I have to be fiscally stable. I have to be somewhere in easy traveling distance. I won't be able to just get up and go, move to somewhere exotic and far away. My parents sometimes talk about finding a Central American country with good health care, nice people, and a less expensive life style and moving there. It's a dream - it doesn't exist. No one speaks enough Spanish to make it work, and no matter if there is a state health system, he'd have to become a citizen first.
The hardest part is that no one knows what he wants. He can't straighten out what he thinks is best from what Chuck tells him is a good idea, and as much as Chuck has done for him, taking out a mortgage on a prefab house and moving out on his own is not feasible for N. N wants his own life, he wants the life the people who were his friends before the accident have. He wants a girlfriend and a car and a job and college. Staying in high school an extra year gives somewhat of an illusion of that, in its essentials, even if it's lacking most of what high school means to the rest of us.
But what happens after this last year of high school? This second last year of high school? Apparently there is some sort of program he can join a couple days a week in Eureka that teaches life skills and works on math, reading, art, etc. with brain injured folks from the county. But what about the rest of the time? I can't think of any sort of job he could hold down with mental and physical handicaps, and neither can my mom. He can't just stay home all day, but we don't live near a bus route and he can't drive, so he has no freedom of movement. We talk about junior college somewhere south of home, but apparently, with the budget crises of the past years, the programs they had have been cut. I suppose we just have to keep hoping that something perfect will present itself. My mom is constantly researching and talking with the therapists, but it may take a while. I just don't know.

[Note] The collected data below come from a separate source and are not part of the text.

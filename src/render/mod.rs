//! Multi-viewport frame orchestration.
//!
//! [`RenderManager`] owns one [`Viewport`] per configured view, tiles them
//! across the window and drives a [`ViewportRenderer`] through the
//! per-frame protocol.

/// Window subdivision.
pub mod layout;
/// Viewport ownership and the frame/resize protocols.
pub mod manager;

pub use layout::Rect;
pub use manager::{ManagerState, RenderManager, Viewport, ViewportRenderer};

So it sits in the back of my head and I ignore it in the flurry of reading and writing and cooking and tv that has become my life. Academia is something I love, but it's also an easy out, an escape from what lies ahead. As my parents get older, mom turned 60, it grows more urgent, but I just have to think that they'll be around many years more. Enough for me to find that necessary stability. And enough that maybe he'll keep improving and be able to live at least somewhat independently. Because that would be what would make us all happiest. Him especially.